Hoy, después de muchos días, vamos a salir a la calle con precaución pero sin miedo. Empezamos el regreso a una normalidad de incierto futuro. La vida vuelve a estar ahí, a un palmo de nuestras narices y nos precipitamos sobre ella con alivio y sin remedio. Yo quiero sin embargo suspender un instante este reencuentro. Detener el tiempo el par de minutos que dure la lectura de este artículo para centrarme en los muertos. Única y exclusivamente en los muertos. Porque tengo la impresión de que hemos hablado poco de ellos, de que pronto los hemos enviado al limbo helador de las cifras, allí donde nuestra piedad, como un terrible ábaco, se mueve a golpes de centenas (cuatrocientos: bien; trescientos: un alivio; doscientos: un éxito). No es culpa de nadie, forma parte de la lógica terrible de una pandemia. Lo prioritario no es el muerto sino el moribundo, y la lucha por intentar regresarlo a la vida. Pero este súbito olvido del cadáver, este arrinconamiento en la estadística afecta a un pilar fundamental de nuestra esencia humana: las honras fúnebres. No es baladí, se trata de un sentimiento remoto, una voluntad que viene con nosotros desde el origen. De hecho, las catástrofes humanitarias no se definen sólo por la acumulación de cadáveres sino también por la imposibilidad de los vivos para ejercer su derecho a una despedida digna. Si se nos hurta el adiós nos vemos mutilados en nuestra condición de Sapiens. Es por eso que duele tanto.

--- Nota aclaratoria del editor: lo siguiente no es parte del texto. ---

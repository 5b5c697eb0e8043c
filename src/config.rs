// src/config.rs
// =============================================================================
// Run configuration, built once from the CLI and read-only afterwards.
//
// Nothing here is global: the coordinator hands a reference to each task.
// Validation is fatal at startup — a run never begins with a broken config.
// =============================================================================

use std::path::PathBuf;

use crate::cli::Cli;
use crate::error::LinkRotError;
use crate::resolver::archive::WAYBACK_API;

/// Directories whose documents are eligible by default. Only files whose
/// immediate parent directory carries one of these names are processed.
pub const DEFAULT_DIRECTORIES: &[&str] = &[
    "_posts",
    "_likes",
    "_watches",
    "_bookmarks",
    "_reposts",
    "templates",
];

#[derive(Debug, Clone)]
pub struct Config {
    /// Root of the content tree to scan.
    pub root: PathBuf,
    /// Base URL that site-relative links resolve against, e.g.
    /// `https://example.com`.
    pub site_base: String,
    /// Allow-list of immediate parent directory names.
    pub allowed_dirs: Vec<String>,
    /// Maximum number of documents processed in parallel. 1 reproduces a
    /// fully sequential run.
    pub concurrency: usize,
    /// Report and log rewrites without writing any file back.
    pub dry_run: bool,
    /// Wayback availability endpoint. Overridable so tests can point it at
    /// a local server.
    pub wayback_api: String,
    /// Optional notification endpoint; the report goes to stdout when unset.
    pub webhook_url: Option<String>,
    pub webhook_token: Option<String>,
}

impl Config {
    /// Builds and validates the configuration from parsed CLI arguments.
    pub fn from_cli(cli: Cli) -> Result<Self, LinkRotError> {
        let domain = cli.domain.trim().trim_end_matches('/').to_string();
        if domain.is_empty() {
            return Err(LinkRotError::Configuration(
                "site domain must not be empty".to_string(),
            ));
        }
        if domain.contains("://") {
            return Err(LinkRotError::Configuration(format!(
                "site domain should be a bare host, not a URL: {domain}"
            )));
        }
        if !cli.root.is_dir() {
            return Err(LinkRotError::Configuration(format!(
                "target directory does not exist: {}",
                cli.root.display()
            )));
        }
        if cli.webhook_url.is_some() && cli.webhook_token.is_none() {
            return Err(LinkRotError::Configuration(
                "a webhook URL requires a webhook token".to_string(),
            ));
        }

        let mut allowed_dirs: Vec<String> =
            DEFAULT_DIRECTORIES.iter().map(|d| d.to_string()).collect();
        allowed_dirs.extend(cli.include_dir);

        Ok(Config {
            root: cli.root,
            site_base: format!("https://{domain}"),
            allowed_dirs,
            concurrency: cli.concurrency.max(1),
            dry_run: cli.dry_run,
            wayback_api: WAYBACK_API.to_string(),
            webhook_url: cli.webhook_url,
            webhook_token: cli.webhook_token,
        })
    }
}
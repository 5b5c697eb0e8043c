// src/error.rs
// =============================================================================
// Typed errors for the resolution pipeline.
//
// The taxonomy matters because the failure modes have very different blast
// radii: a network error abandons one reference, a persistence error
// abandons one document's write, and a configuration error aborts the whole
// run before any work starts. A confirmed 404 is a signal, not an error —
// it never appears here.
// =============================================================================

use std::path::PathBuf;

use thiserror::Error;

#[derive(Debug, Error)]
pub enum LinkRotError {
    /// Timeout, connection failure, DNS failure. Non-fatal: the reference
    /// is abandoned for this run.
    #[error("network error for {url}")]
    Network {
        url: String,
        #[source]
        source: reqwest::Error,
    },

    /// The Wayback availability endpoint answered with a non-200 status or
    /// a body we could not read. Non-fatal: the reference is recorded as
    /// unresolvable.
    #[error("archive lookup unavailable for {url}: {reason}")]
    ArchiveUnavailable { url: String, reason: String },

    /// Writing a rewritten document back to disk failed. Aborts that
    /// document's persistence only; sibling tasks keep running.
    #[error("failed to persist {path}")]
    Persistence {
        path: PathBuf,
        #[source]
        source: std::io::Error,
    },

    /// Invalid startup configuration. Fatal before any work begins.
    #[error("configuration error: {0}")]
    Configuration(String),
}
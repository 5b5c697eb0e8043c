// src/resolver/archive.rs
// =============================================================================
// This module asks the Wayback Machine for an archived replacement.
//
// One GET against the availability API per confirmed-dead external link.
// This is the pipeline's only external dependency boundary: if the API is
// down, answers non-200, or has no snapshot, the reference degrades to
// "unresolvable" and the run carries on.
// =============================================================================

use reqwest::{Client, StatusCode};
use serde::Deserialize;
use tracing::info;

use crate::error::LinkRotError;

/// Availability endpoint, `?url=<target>` appended per lookup. Overridable
/// through the config so tests can stand in a local server.
pub const WAYBACK_API: &str = "https://archive.org/wayback/available";

/// Result of an archive lookup for one dead external URL.
#[derive(Debug, Clone, PartialEq, Eq)]
pub enum ArchiveOutcome {
    Resolved { archived: String },
    Unresolvable,
}

// Response shape: `archived_snapshots` is `{}` when nothing is archived,
// otherwise it carries a `closest` snapshot.
#[derive(Debug, Deserialize)]
struct WaybackAvailability {
    #[serde(default)]
    archived_snapshots: ArchivedSnapshots,
}

#[derive(Debug, Default, Deserialize)]
struct ArchivedSnapshots {
    closest: Option<ClosestSnapshot>,
}

#[derive(Debug, Deserialize)]
struct ClosestSnapshot {
    url: String,
}

/// Looks up the closest archived snapshot for `url`.
///
/// Every failure path collapses to `Unresolvable` after logging; a lookup
/// never aborts the run.
pub async fn resolve(client: &Client, api_base: &str, url: &str) -> ArchiveOutcome {
    match lookup(client, api_base, url).await {
        Ok(Some(archived)) => {
            info!(original = url, %archived, "found archived replacement");
            ArchiveOutcome::Resolved { archived }
        }
        Ok(None) => {
            info!(url, "could not be retrieved from the Wayback Machine");
            ArchiveOutcome::Unresolvable
        }
        Err(err) => {
            info!(url, error = %err, "archive lookup failed");
            ArchiveOutcome::Unresolvable
        }
    }
}

async fn lookup(client: &Client, api_base: &str, url: &str) -> Result<Option<String>, LinkRotError> {
    let response = client
        .get(api_base)
        .query(&[("url", url)])
        .send()
        .await
        .map_err(|source| LinkRotError::Network {
            url: url.to_string(),
            source,
        })?;

    if response.status() != StatusCode::OK {
        return Err(LinkRotError::ArchiveUnavailable {
            url: url.to_string(),
            reason: format!("HTTP {}", response.status().as_u16()),
        });
    }

    let body: WaybackAvailability =
        response
            .json()
            .await
            .map_err(|err| LinkRotError::ArchiveUnavailable {
                url: url.to_string(),
                reason: format!("malformed response body: {err}"),
            })?;

    Ok(body.archived_snapshots.closest.map(|closest| closest.url))
}
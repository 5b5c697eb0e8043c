// src/scanner/mod.rs
// =============================================================================
// This module extracts link references from document text.
//
// Submodules:
// - markdown: inline markdown link syntax `[label](target)`
// - html: anchor elements `<a ... href="target">label</a>`
//
// Both syntaxes may co-occur in one document (a markdown post can embed raw
// HTML), so every document goes through both passes regardless of its file
// extension. No validation happens here: malformed, relative, or
// fragment-only targets are passed through and classified downstream.
// =============================================================================

mod html;
mod markdown;

use std::path::{Path, PathBuf};

pub use html::extract_html_links;
pub use markdown::extract_markdown_links;

/// Which link syntax a reference was written in.
///
/// The rewriter needs this to reconstruct the link around the replacement
/// URL without disturbing the label.
#[derive(Debug, Clone, Copy, PartialEq, Eq)]
pub enum LinkSyntax {
    Markdown,
    Html,
}

/// One outgoing link found in a document.
///
/// `raw_text` is the full matched text (`[label](target)` or the whole
/// anchor element). The rewriter replaces that exact occurrence, so a
/// reference carries everything needed to heal itself later. Immutable after
/// creation; `target` is never modified (normalization works on copies).
#[derive(Debug, Clone)]
pub struct LinkReference {
    pub raw_text: String,
    pub target: String,
    pub label: String,
    pub syntax: LinkSyntax,
    pub document: PathBuf,
}

/// Runs both extraction passes over `text` and returns every reference found.
///
/// Each pass is a single non-greedy scan; the function is restartable and
/// returns the same references when re-invoked on the same text.
pub fn extract_links(text: &str, document: &Path) -> Vec<LinkReference> {
    let mut references = extract_markdown_links(text, document);
    references.extend(extract_html_links(text, document));
    references
}

#[cfg(test)]
mod tests {
    use super::*;

    #[test]
    fn test_both_syntaxes_enumerated_independently() {
        let text = r#"A [post](https://example.com/a) and
<a href="https://example.com/b">another</a> reference."#;
        let refs = extract_links(text, Path::new("doc.md"));
        assert_eq!(refs.len(), 2);
        assert_eq!(refs[0].syntax, LinkSyntax::Markdown);
        assert_eq!(refs[0].target, "https://example.com/a");
        assert_eq!(refs[1].syntax, LinkSyntax::Html);
        assert_eq!(refs[1].target, "https://example.com/b");
    }

    #[test]
    fn test_extraction_is_restartable() {
        let text = "See [one](https://example.com/1) and [two](/2).";
        let doc = Path::new("doc.md");
        let first = extract_links(text, doc);
        let second = extract_links(text, doc);
        assert_eq!(first.len(), second.len());
        for (a, b) in first.iter().zip(second.iter()) {
            assert_eq!(a.raw_text, b.raw_text);
            assert_eq!(a.target, b.target);
        }
    }

    #[test]
    fn test_no_links_means_no_references() {
        let refs = extract_links("Just plain prose, nothing else.", Path::new("doc.md"));
        assert!(refs.is_empty());
    }
}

Le ha ocurrido a mi amiga Reme, que perdió a su madre en Granada, a mi amigo Juan, cuyo padre murió en la Castilla manchega y a mi amigo Lluís que dejó a su padre para siempre en Barcelona. Y como ellos, miles y miles de ciudadanos que nunca pasaron a nuestro lado pero cuya desgracia, creo, merece una reflexión colectiva. No es sólo un minuto de silencio. A estos muertos les debemos el reconocimiento de que sólo un estúpido golpe del azar los ha derrumbado; un estúpido golpe del azar que se cebó con ellos en lugar de matar a nuestra madre o a nuestro padre. Esa compasión sincera se la debemos. Ese abrazo, ese deseo de paz y descanso.

No obstante, no faltan los tarados en medio de este duelo. Gente que cuenta de reojo los muertos diarios porque –quién lo duda– eso acelera la caída de este gobierno “terrorista e independentista”. O gente que cuenta de reojo los muertos estadounidenses para ver reforzados su argumentos sobre Trump, el capitalismo yanki y la importancia de una buena sanidad pública. No, los muertos de esta pandemia no se tachan de ninguna lista nacional o partidista sino del grueso de la humanidad. Siempre ha sido así, en todas las catástrofes. Quien no entienda esto debería ir al psicólogo en cuanto abra la consulta o al oculista o sencillamente borrarse de Whatsapp y dejarnos en paz de una vez. Utilizar a los muertos en provecho propio. Otra vieja costumbre humana…, y miserable.